Schedules would get double booked or we’d start home projects without realizing we didn’t have all the supplies we needed. In response, we’d do what made the most sense – we’d resolve to talk more often. We’d say spontaneously “Hey, you got a sec? Let’s talk about this or that.”  We’d stop for a few minutes at home and talk about a specific upcoming day, or an upcoming event, or plans for a house project.  Inevitably we’d be interrupted by something and we’d lose a little focus but we’d still cover most of the things we needed to hit.

But that still wasn’t cutting it – it really wasn’t efficient, and it was so short that we never really got our brains in the planning mindset that we’d found so useful in our professional lives.  While we’ve both laughed at the meme a ton that says “Well, that was another meeting that could’ve just been an email” – we realized the opposite might be true in our case.  That’s when we decided to hold our first weekly meeting and it actually changed the way we do many of the things we do.   


The most important thing we found about having our weekly meeting is our attitude. The main element we need as a baseline is that we’re generally in a conducive mood for us to be useful to ourselves and each other in the meeting we’re about to have. When we’re calm, receptive, and not under significant stress it’s an entirely different meeting than vice versa.  
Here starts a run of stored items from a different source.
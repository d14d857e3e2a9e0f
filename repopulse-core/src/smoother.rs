//! Burst smoothing
//!
//! Feeds deliver messages in bursts. [`RateSmoother`] buffers a burst and
//! hands items out one at a time so that a burst of `n` items drains over
//! roughly `window` rather than arriving all at once.
//!
//! ## Cadence
//!
//! The wait before the next emission is always `window / buffered`, computed
//! from the buffer length at the moment of scheduling:
//!
//! ```text
//! window = 10s, 5 buffered:  wait 2.0s -> emit (4 left)
//!                            wait 2.5s -> emit (3 left)
//!                            wait 3.3s -> emit (2 left)
//!                            wait 5.0s -> emit (1 left)
//!                            wait 10s  -> emit (idle)
//! ```
//!
//! New items arriving mid-drain replace the pending deadline with one based
//! on the new length. There is never more than one pending deadline.
//!
//! [`RateSmoother`] itself is a plain state machine driven by explicit
//! instants, which keeps it deterministic. [`spawn_smoother`] runs one on a
//! tokio task and invokes a callback per emitted item.

use std::collections::VecDeque;
use std::time::Duration;

use tokio::sync::mpsc;
use tokio::task::JoinHandle;
use tokio::time::{sleep_until, Instant};

use crate::error::{Error, Result};

/// Lifecycle of a smoother.
#[derive(Debug, Clone, Copy, PartialEq, Eq)]
pub enum SmootherState {
    /// Nothing buffered, no deadline pending
    Idle,
    /// Items buffered and exactly one deadline pending
    Running,
    /// Stopped for good; the buffer was discarded
    Stopped,
}

/// Smoothing counters
#[derive(Debug, Default, Clone, PartialEq, Eq)]
pub struct SmootherStats {
    /// Items accepted by `ingest`
    pub ingested: usize,
    /// Items handed out by `poll_tick`
    pub emitted: usize,
    /// Items thrown away by `stop`
    pub discarded: usize,
    /// Times a pending deadline was replaced by `ingest`
    pub reschedules: usize,
}

/// FIFO buffer with an adaptive drain deadline.
#[derive(Debug)]
pub struct RateSmoother<T> {
    window: Duration,
    buffer: VecDeque<T>,
    state: SmootherState,
    next_tick: Option<Instant>,
    stats: SmootherStats,
}

impl<T> RateSmoother<T> {
    pub fn new(window: Duration) -> Self {
        Self {
            window,
            buffer: VecDeque::new(),
            state: SmootherState::Idle,
            next_tick: None,
            stats: SmootherStats::default(),
        }
    }

    /// Append a batch and (re)schedule the next emission.
    ///
    /// An empty batch changes nothing. Returns the pending deadline.
    pub fn ingest<I>(&mut self, batch: I, now: Instant) -> Result<Option<Instant>>
    where
        I: IntoIterator<Item = T>,
    {
        if self.state == SmootherState::Stopped {
            return Err(Error::SmootherStopped);
        }

        let before = self.buffer.len();
        self.buffer.extend(batch);
        let added = self.buffer.len() - before;
        if added == 0 {
            return Ok(self.next_tick);
        }

        self.stats.ingested += added;
        if self.next_tick.is_some() {
            self.stats.reschedules += 1;
        }
        self.state = SmootherState::Running;
        self.schedule(now);

        tracing::trace!(
            added,
            buffered = self.buffer.len(),
            "Smoother rescheduled"
        );

        Ok(self.next_tick)
    }

    /// Begin draining whatever is buffered.
    ///
    /// Idempotent: a running smoother keeps its current deadline and a
    /// stopped one stays stopped.
    pub fn start(&mut self, now: Instant) -> Option<Instant> {
        if self.state == SmootherState::Idle && !self.buffer.is_empty() {
            self.state = SmootherState::Running;
            self.schedule(now);
        }
        self.next_tick
    }

    /// Emit the front item if its deadline has passed.
    ///
    /// Schedules the following emission from the remaining length, or goes
    /// idle when the buffer is empty.
    pub fn poll_tick(&mut self, now: Instant) -> Option<T> {
        if self.state != SmootherState::Running {
            return None;
        }
        match self.next_tick {
            Some(deadline) if deadline <= now => {}
            _ => return None,
        }

        let item = self.buffer.pop_front();
        if item.is_some() {
            self.stats.emitted += 1;
        }

        if self.buffer.is_empty() {
            self.next_tick = None;
            self.state = SmootherState::Idle;
        } else {
            self.schedule(now);
        }

        item
    }

    /// Stop for good, discarding the buffer. Returns the number discarded.
    pub fn stop(&mut self) -> usize {
        let discarded = self.buffer.len();
        self.buffer.clear();
        self.next_tick = None;
        self.state = SmootherState::Stopped;
        self.stats.discarded += discarded;
        discarded
    }

    /// Wait that would be scheduled for the current buffer length.
    pub fn interval(&self) -> Option<Duration> {
        match self.buffer.len() {
            0 => None,
            len => Some(match u32::try_from(len) {
                Ok(n) => self.window / n,
                Err(_) => self.window.div_f64(len as f64),
            }),
        }
    }

    fn schedule(&mut self, now: Instant) {
        self.next_tick = self.interval().map(|wait| now + wait);
    }

    pub fn next_deadline(&self) -> Option<Instant> {
        self.next_tick
    }

    pub fn state(&self) -> SmootherState {
        self.state
    }

    pub fn len(&self) -> usize {
        self.buffer.len()
    }

    pub fn is_empty(&self) -> bool {
        self.buffer.is_empty()
    }

    pub fn window(&self) -> Duration {
        self.window
    }

    pub fn stats(&self) -> &SmootherStats {
        &self.stats
    }
}

// ============================================
// Async driver
// ============================================

enum Command<T> {
    Ingest(Vec<T>),
    Start,
    Stop,
}

/// Cloneable sender side of a spawned smoother.
pub struct SmootherHandle<T> {
    tx: mpsc::UnboundedSender<Command<T>>,
}

impl<T> Clone for SmootherHandle<T> {
    fn clone(&self) -> Self {
        Self {
            tx: self.tx.clone(),
        }
    }
}

impl<T> SmootherHandle<T> {
    /// Queue a batch for smoothing.
    pub fn ingest(&self, batch: Vec<T>) -> Result<()> {
        if batch.is_empty() {
            return Ok(());
        }
        self.tx
            .send(Command::Ingest(batch))
            .map_err(|_| Error::SmootherStopped)
    }

    /// Idempotent; the first `ingest` starts draining anyway.
    pub fn start(&self) -> Result<()> {
        self.tx
            .send(Command::Start)
            .map_err(|_| Error::SmootherStopped)
    }

    /// Stop the driver and discard anything still buffered.
    ///
    /// Stopping an already stopped smoother is not an error.
    pub fn stop(&self) {
        let _ = self.tx.send(Command::Stop);
    }

    pub fn is_closed(&self) -> bool {
        self.tx.is_closed()
    }
}

/// Run a smoother on a tokio task, calling `on_item` once per emitted item.
///
/// The task ends when [`SmootherHandle::stop`] is called or every handle is
/// dropped, and yields the final counters.
pub fn spawn_smoother<T, F>(
    window: Duration,
    on_item: F,
) -> (SmootherHandle<T>, JoinHandle<SmootherStats>)
where
    T: Send + 'static,
    F: FnMut(T) + Send + 'static,
{
    let (tx, rx) = mpsc::unbounded_channel();
    let task = tokio::spawn(drive(RateSmoother::new(window), rx, on_item));
    (SmootherHandle { tx }, task)
}

async fn drive<T, F>(
    mut smoother: RateSmoother<T>,
    mut rx: mpsc::UnboundedReceiver<Command<T>>,
    mut on_item: F,
) -> SmootherStats
where
    F: FnMut(T),
{
    loop {
        let deadline = smoother.next_deadline();

        tokio::select! {
            command = rx.recv() => match command {
                Some(Command::Ingest(batch)) => {
                    if let Err(e) = smoother.ingest(batch, Instant::now()) {
                        tracing::debug!(error = %e, "Dropped batch");
                    }
                }
                Some(Command::Start) => {
                    smoother.start(Instant::now());
                }
                Some(Command::Stop) | None => {
                    let discarded = smoother.stop();
                    tracing::info!(discarded, "Rate smoother stopped");
                    break;
                }
            },
            _ = sleep_until(deadline.unwrap_or_else(Instant::now)), if deadline.is_some() => {
                if let Some(item) = smoother.poll_tick(Instant::now()) {
                    on_item(item);
                }
            }
        }
    }

    smoother.stats().clone()
}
It’s not that we try to get into any specific headspace but when we’re at-ease, we get way more out of it. We do that by things like making sure we’re not rushing into the meeting, so we leave a little down time in the hour leading up to it. We make sure that our daughter has plenty of lead time so she knows when it’s meeting time. We have drinks and snacks around. We bring extra paper and pens for drawing to keep our minds a tiny bit in play-mode.

After that, the most important thing for us is when we do the meeting – what day of the week and also what time of day. Ideally it’s a time when we have plenty of energy and when there’s already a good amount of momentum. For us, that usually means weekend lunch time where we’re up and moving and it still feels like there’ll be plenty of the day left when we’re done. 

Our favorite place to meet is the kitchen table. It has all the prerequisites: chairs, a nice flat surface for writing and drawing, and it’s round so we’re able to see each other’s faces. We decide which of us is going to take notes, we take a few deep breaths together, and we’re ready to begin.


We’ve been in enough formal work meetings with detailed agendas and action item lists. While we wanted to keep the spirit of this approach, we simplified ours to be a structure that’s more open-ended while still providing usable boundaries and keeping the conversation moving.  Each meeting starts with an agenda that’s basically these categories below.  

As we’re going through these, we focus on the minimum viable product (MVP).  That means “what’s the least we can talk/write/do about this specific thing to keep momentum going?” That keeps us from getting stuck on any one topic by going deep into details so we’re able to cover everything on our list.

We start each topic by reading the notes from the last meeting and talking about anything that’s still a loose end from that session. Then we cover new ground and anything’s fair game as long as it somehow fits in each category.  We begin with the topic Home because that’s the soul of where our family lives.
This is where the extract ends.